In February, the Alliance for Healthier Communities and the Association of Family Health Teams of Ontario argued that it was time for healthcare practitioners to take on social prescribing, a strengths-based referral program that empowers patients and healthcare providers to use health appointments as opportunities to connect with the community. When patients experience social isolation or other social needs, healthcare practitioners can use social prescriptions to connect them to a link worker, who then works hand in hand with patients to connect them with the appropriate supports and services.
In March, the Alliance released the early results of Ontario’s first major social prescribing intervention study that demonstrated a 49 per cent reduction in loneliness amongst participants and more than 80 per cent support amongst healthcare providers engaged in taking action on the social determinants of health. We were hopeful that the provincial government would invest in social prescribing in its March 2020 budget.
A month later, we were locked down under COVID-19. Mainstream populations encountered firsthand the health impacts of social isolation while disparities in Canada’s COVID-19 cases and the global Black Lives Matter movement made intersecting social determinants of health front-page news. More people saw that we can only protect everyone when everyone is protected: seniors in long-term care, retirement homes and at home whose health worsened under isolation; women and children at risk of gender-based violence who found themselves cut off from social supports; working people removed from meaningful, income-generating livelihoods; those already pushed to the margins and living without adequate food or safe and secure housing; Black, Indigenous and racialized people who experience discrimination in healthcare and beyond.
In Canada, governments at all levels responded to the disruptive isolation of COVID-19 lockdowns with a range of measures ranging from income supports to efforts to bridge the digital divide for students disconnected from their schools. The federal government’s allocation of $350 million for community responses to COVID-19 and similar initiatives by provincial and local governments demonstrated the recognition that it is community, as much as any infection control measure or economic support, that gets us through. At the same time, grassroots “care-mongering” and neighbourhood-level mutual aid provided heartening examples of the capacity people and communities possess to keep one another healthy and well.
But there has been something missing from the Canadian “community support” response: a direct connection to healthcare and a direct goal of improving health equity. In particular, government investments in community supports were disconnected from healthcare, with no structured way of receiving input from the primary healthcare teams that have built trusted relationships with nearly every person in the province – including those who are uninsured, those who have reasons to mistrust healthcare providers because of stigma and discrimination and those in communities underserved by acute care services. Healthcare responses focused on shoring up acute care and failed to leverage the capacity in communities to identify and deliver on local needs for COVID-19 testing and supports, even though we know that as a person’s medical and social complexity increase, so does the need for social connectedness and support.

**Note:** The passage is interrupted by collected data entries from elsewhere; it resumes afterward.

// ==========================================
// 穿孔爆破引擎 - 起爆时序计算
// ==========================================
// 职责: 在已校验的起爆网络上计算每孔绝对起爆时刻
// 规则: 起爆孔 t = 0; 多条入边取最晚到达信号 max(t(u) + delay)
// 红线: 时序只由网络拓扑和延时决定,sequence 只参与同时刻排序
// ==========================================

use crate::domain::schedule::{HoleInitiation, InitiationSchedule, ScheduleStatistics};
use crate::engine::error::{EngineError, EngineResult};
use crate::engine::network::BlastNetwork;

// ==========================================
// DetonationScheduler - 起爆时序计算器
// ==========================================
pub struct DetonationScheduler;

impl DetonationScheduler {
    pub fn new() -> Self {
        Self
    }

    /// 计算起爆时序
    ///
    /// 按拓扑序单遍松弛,O(V + E)。起爆孔固定为 0,不接受入边改写
    ///
    /// # 错误
    /// 存在无法从任何起爆孔到达的炮孔 → UnreachableHole（按炮孔输入顺序报告第一个）
    pub fn schedule(&self, network: &BlastNetwork) -> EngineResult<InitiationSchedule> {
        let n = network.point_count();
        let mut times: Vec<Option<u64>> = (0..n)
            .map(|idx| network.is_entry(idx).then_some(0))
            .collect();

        for &node in network.topological_order() {
            let Some(base) = times[node] else {
                continue;
            };
            for edge in network.outgoing(node) {
                if network.is_entry(edge.target) {
                    continue;
                }
                let candidate = base + u64::from(edge.delay_ms);
                times[edge.target] = Some(match times[edge.target] {
                    Some(current) => current.max(candidate),
                    None => candidate,
                });
            }
        }

        let mut entries = Vec::with_capacity(n);
        for (idx, (point, time)) in network.points().iter().zip(&times).enumerate() {
            let Some(initiation_ms) = *time else {
                return Err(EngineError::UnreachableHole {
                    point_id: point.id.clone(),
                });
            };
            entries.push((
                idx,
                HoleInitiation {
                    point_id: point.id.clone(),
                    initiation_ms,
                    sequence: network.hole_sequence(idx),
                },
            ));
        }

        // 时刻 → 序号（无序号排后）→ 输入顺序
        entries.sort_by(|(ia, a), (ib, b)| {
            a.initiation_ms
                .cmp(&b.initiation_ms)
                .then_with(|| a.sequence.is_none().cmp(&b.sequence.is_none()))
                .then_with(|| a.sequence.cmp(&b.sequence))
                .then_with(|| ia.cmp(ib))
        });

        let total_duration_ms = entries
            .iter()
            .map(|(_, e)| e.initiation_ms)
            .max()
            .unwrap_or(0);

        Ok(InitiationSchedule {
            entries: entries.into_iter().map(|(_, e)| e).collect(),
            total_duration_ms,
        })
    }

    /// 波次统计（同一时刻起爆的孔视为一个波次）
    pub fn statistics(&self, schedule: &InitiationSchedule) -> ScheduleStatistics {
        ScheduleStatistics::from_schedule(schedule)
    }
}

impl Default for DetonationScheduler {
    fn default() -> Self {
        Self::new()
    }
}
// ==========================================
// 穿孔爆破引擎 - 字段映射器实现
// ==========================================
// 职责: 原始行 → DrillPoint / ConnectorEdge + 类型转换
// 表头匹配不区分大小写,支持别名
// ==========================================

use crate::domain::connection::ConnectorEdge;
use crate::domain::drill_point::DrillPoint;
use crate::domain::types::{ConnectorType, SiteScope};
use crate::importer::error::{ImportError, ImportResult};
use crate::importer::file_parser::RawRow;
use std::str::FromStr;
use uuid::Uuid;

// ===== 炮孔表头别名 =====
const POINT_ID: &[&str] = &["id", "hole", "hole_id", "name"];
const POINT_X: &[&str] = &["x", "east", "easting"];
const POINT_Y: &[&str] = &["y", "north", "northing"];
const POINT_DEPTH: &[&str] = &["depth", "length"];
const POINT_SPACING: &[&str] = &["spacing"];
const POINT_BURDEN: &[&str] = &["burden"];
const POINT_DIAMETER: &[&str] = &["diameter"];
const POINT_STEMMING: &[&str] = &["stemming"];

// ===== 连接表头别名 =====
const EDGE_ID: &[&str] = &["id", "connection_id"];
const EDGE_FROM: &[&str] = &["from", "from_id", "from_hole_id"];
const EDGE_TO: &[&str] = &["to", "to_id", "to_hole_id"];
const EDGE_TYPE: &[&str] = &["connector_type", "type"];
const EDGE_DELAY: &[&str] = &["delay", "delay_ms"];
const EDGE_SEQUENCE: &[&str] = &["sequence", "seq"];
const EDGE_STARTING: &[&str] = &["is_starting_hole", "starting", "start"];

pub struct FieldMapper;

impl FieldMapper {
    /// 映射炮孔行（编号/X/Y 必填,其余缺省为 0）
    pub fn map_drill_point(
        &self,
        row: &RawRow,
        row_number: usize,
        scope: SiteScope,
    ) -> ImportResult<DrillPoint> {
        let id = self.require_string(row, POINT_ID, row_number)?;
        let x = self.require_f64(row, POINT_X, row_number)?;
        let y = self.require_f64(row, POINT_Y, row_number)?;

        let mut point = DrillPoint::new(id, scope, x, y).with_pattern(
            self.parse_f64(row, POINT_DEPTH, row_number)?.unwrap_or(0.0),
            self.parse_f64(row, POINT_SPACING, row_number)?.unwrap_or(0.0),
            self.parse_f64(row, POINT_BURDEN, row_number)?.unwrap_or(0.0),
        );
        point.diameter = self.parse_f64(row, POINT_DIAMETER, row_number)?.unwrap_or(0.0);
        point.stemming = self.parse_f64(row, POINT_STEMMING, row_number)?.unwrap_or(0.0);

        Ok(point)
    }

    /// 映射连接行（起止孔与延时必填,缺少编号时生成 UUID）
    pub fn map_connection(&self, row: &RawRow, row_number: usize) -> ImportResult<ConnectorEdge> {
        let id = self
            .get_string(row, EDGE_ID)
            .unwrap_or_else(|| Uuid::new_v4().to_string());
        let from_id = self.require_string(row, EDGE_FROM, row_number)?;
        let to_id = self.require_string(row, EDGE_TO, row_number)?;

        let delay_ms = match self.get_string(row, EDGE_DELAY) {
            None => {
                return Err(ImportError::FieldMappingError {
                    row: row_number,
                    message: format!("缺少必填字段: {}", EDGE_DELAY[0]),
                })
            }
            Some(value) => parse_number::<u32>(&value, EDGE_DELAY[0], row_number)?,
        };

        let mut edge = ConnectorEdge::new(id, from_id, to_id, delay_ms);

        if let Some(value) = self.get_string(row, EDGE_TYPE) {
            edge.connector_type =
                ConnectorType::from_str(&value).map_err(|message| ImportError::TypeConversionError {
                    row: row_number,
                    field: EDGE_TYPE[0].to_string(),
                    message,
                })?;
        }
        if let Some(value) = self.get_string(row, EDGE_SEQUENCE) {
            edge.sequence = parse_number::<i32>(&value, EDGE_SEQUENCE[0], row_number)?;
        }
        if let Some(value) = self.get_string(row, EDGE_STARTING) {
            edge.is_starting_hole = parse_flag(&value).ok_or_else(|| {
                ImportError::TypeConversionError {
                    row: row_number,
                    field: EDGE_STARTING[0].to_string(),
                    message: format!("无法解析为布尔值: {}", value),
                }
            })?;
        }

        Ok(edge)
    }

    /// 按别名顺序取第一个非空值
    fn get_string(&self, row: &RawRow, aliases: &[&str]) -> Option<String> {
        for alias in aliases {
            let hit = row
                .iter()
                .find(|(header, _)| header.trim().eq_ignore_ascii_case(alias));
            if let Some((_, value)) = hit {
                let trimmed = value.trim();
                if !trimmed.is_empty() {
                    return Some(trimmed.to_string());
                }
            }
        }
        None
    }

    fn require_string(&self, row: &RawRow, aliases: &[&str], row_number: usize) -> ImportResult<String> {
        self.get_string(row, aliases)
            .ok_or_else(|| ImportError::FieldMappingError {
                row: row_number,
                message: format!("缺少必填字段: {}", aliases[0]),
            })
    }

    fn parse_f64(
        &self,
        row: &RawRow,
        aliases: &[&str],
        row_number: usize,
    ) -> ImportResult<Option<f64>> {
        match self.get_string(row, aliases) {
            None => Ok(None),
            Some(value) => parse_number::<f64>(&value, aliases[0], row_number).map(Some),
        }
    }

    fn require_f64(&self, row: &RawRow, aliases: &[&str], row_number: usize) -> ImportResult<f64> {
        self.parse_f64(row, aliases, row_number)?
            .ok_or_else(|| ImportError::FieldMappingError {
                row: row_number,
                message: format!("缺少必填字段: {}", aliases[0]),
            })
    }
}

fn parse_number<T: FromStr>(value: &str, field: &str, row_number: usize) -> ImportResult<T> {
    value.parse::<T>().map_err(|_| ImportError::TypeConversionError {
        row: row_number,
        field: field.to_string(),
        message: format!("无法解析为数值: {}", value),
    })
}

fn parse_flag(value: &str) -> Option<bool> {
    match value.trim().to_lowercase().as_str() {
        "1" | "true" | "yes" | "y" | "是" => Some(true),
        "0" | "false" | "no" | "n" | "否" | "" => Some(false),
        _ => None,
    }
}
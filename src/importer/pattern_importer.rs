// ==========================================
// 穿孔爆破引擎 - 孔网数据导入器
// ==========================================
// 职责: 整合导入流程,从文件到内存中的炮孔/连接集合
// 流程: 解析 → 映射 → 坐标舍入 → 几何校验 → 汇总报告
// 红线: 单行失败不中断导入,记录行号与原因后跳过
// ==========================================

use crate::config::EngineConfig;
use crate::domain::connection::ConnectorEdge;
use crate::domain::drill_point::DrillPoint;
use crate::domain::types::SiteScope;
use crate::engine::error::EngineError;
use crate::engine::geometry::GeometryValidator;
use crate::engine::rounding::round_to;
use crate::importer::error::ImportResult;
use crate::importer::field_mapper::FieldMapper;
use crate::importer::file_parser::{FileParser, UniversalFileParser};
use chrono::{DateTime, Utc};
use serde::{Deserialize, Serialize};
use std::collections::HashSet;
use std::path::Path;
use tracing::{debug, info, instrument, warn};
use uuid::Uuid;

/// 被跳过的行
#[derive(Debug, Clone, PartialEq, Eq, Serialize, Deserialize)]
pub struct SkippedRow {
    pub row_number: usize,
    pub reason: String,
}

/// 导入报告
#[derive(Debug, Clone, Serialize, Deserialize)]
pub struct ImportReport<T> {
    pub batch_id: String,
    pub source: String,
    pub imported_at: DateTime<Utc>,
    /// 解析出的非空数据行数
    pub total_rows: usize,
    pub records: Vec<T>,
    pub skipped: Vec<SkippedRow>,
}

impl<T> ImportReport<T> {
    fn new(source: &Path, total_rows: usize) -> Self {
        Self {
            batch_id: Uuid::new_v4().to_string(),
            source: source.display().to_string(),
            imported_at: Utc::now(),
            total_rows,
            records: Vec::with_capacity(total_rows),
            skipped: Vec::new(),
        }
    }

    fn skip(&mut self, row_number: usize, reason: String) {
        warn!(batch_id = %self.batch_id, row_number, reason = %reason, "跳过数据行");
        self.skipped.push(SkippedRow { row_number, reason });
    }
}

// ==========================================
// PatternImporter - 孔网数据导入器
// ==========================================
pub struct PatternImporter {
    config: EngineConfig,
    file_parser: Box<dyn FileParser>,
    field_mapper: FieldMapper,
}

impl PatternImporter {
    /// 按扩展名自动选择解析器
    pub fn new(config: EngineConfig) -> Self {
        Self::with_parser(config, Box::new(UniversalFileParser))
    }

    pub fn with_parser(config: EngineConfig, file_parser: Box<dyn FileParser>) -> Self {
        Self {
            config,
            file_parser,
            field_mapper: FieldMapper,
        }
    }

    /// 导入炮孔
    ///
    /// 坐标舍入后逐行做几何校验: 无效坐标/重复坐标/重复编号跳过;
    /// 达到孔数上限后剩余行全部跳过
    #[instrument(skip(self, file_path))]
    pub fn import_points<P: AsRef<Path>>(
        &self,
        file_path: P,
        scope: SiteScope,
    ) -> ImportResult<ImportReport<DrillPoint>> {
        let path = file_path.as_ref();
        let raw_rows = self.file_parser.parse_to_raw_records(path)?;
        let mut report = ImportReport::new(path, raw_rows.len());
        info!(batch_id = %report.batch_id, file_path = %report.source, total_rows = report.total_rows, "开始导入炮孔");

        let validator = GeometryValidator::new(self.config.clone());
        let decimals = self.config.coordinate_decimals;
        let mut seen_ids: HashSet<String> = HashSet::new();

        for (idx, row) in raw_rows.iter().enumerate() {
            let row_number = idx + 1;

            let mapped = match self.field_mapper.map_drill_point(row, row_number, scope) {
                Ok(point) => point,
                Err(e) => {
                    report.skip(row_number, e.to_string());
                    continue;
                }
            };

            if seen_ids.contains(&mapped.id) {
                report.skip(row_number, format!("炮孔编号重复: {}", mapped.id));
                continue;
            }

            let x = round_to(mapped.x, decimals);
            let y = round_to(mapped.y, decimals);

            match validator.check_new_point(x, y, &report.records) {
                Ok(()) => {}
                Err(EngineError::PointCountExceeded { max }) => {
                    warn!(max, row_number, "炮孔数量达到上限,停止导入");
                    for rest in row_number..=raw_rows.len() {
                        report.skip(rest, EngineError::PointCountExceeded { max }.to_string());
                    }
                    break;
                }
                Err(e) => {
                    report.skip(row_number, e.to_string());
                    continue;
                }
            }

            debug!(point_id = %mapped.id, x, y, "炮孔已接收");
            seen_ids.insert(mapped.id.clone());
            report.records.push(mapped.relocated(x, y));
        }

        info!(
            batch_id = %report.batch_id,
            imported = report.records.len(),
            skipped = report.skipped.len(),
            "炮孔导入完成"
        );
        Ok(report)
    }

    /// 导入连接
    ///
    /// 只做字段级校验,结构校验由 BlastNetworkBuilder 统一完成
    #[instrument(skip(self, file_path))]
    pub fn import_connections<P: AsRef<Path>>(
        &self,
        file_path: P,
    ) -> ImportResult<ImportReport<ConnectorEdge>> {
        let path = file_path.as_ref();
        let raw_rows = self.file_parser.parse_to_raw_records(path)?;
        let mut report = ImportReport::new(path, raw_rows.len());
        info!(batch_id = %report.batch_id, file_path = %report.source, total_rows = report.total_rows, "开始导入连接");

        for (idx, row) in raw_rows.iter().enumerate() {
            let row_number = idx + 1;
            match self.field_mapper.map_connection(row, row_number) {
                Ok(edge) => report.records.push(edge),
                Err(e) => report.skip(row_number, e.to_string()),
            }
        }

        info!(
            batch_id = %report.batch_id,
            imported = report.records.len(),
            skipped = report.skipped.len(),
            "连接导入完成"
        );
        Ok(report)
    }
}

Throughout the pandemic, many Community Health Centres (CHCs) and Family Health Teams stayed open to meet the ongoing healthcare and social needs of their communities and clients. With little additional support, they maintained the comprehensive care, rooted in relationships, that has been proven to improve the health of people and communities. They reallocated staff and volunteer resources to identify vulnerable clients and made proactive check-in calls to screen for and support health and social needs. They dropped off food, medication and even craft supplies to housebound seniors and others in need of support. They created online spaces for health promotion and social connections, from fitness, cooking and language classes to diabetes education and coffee socials.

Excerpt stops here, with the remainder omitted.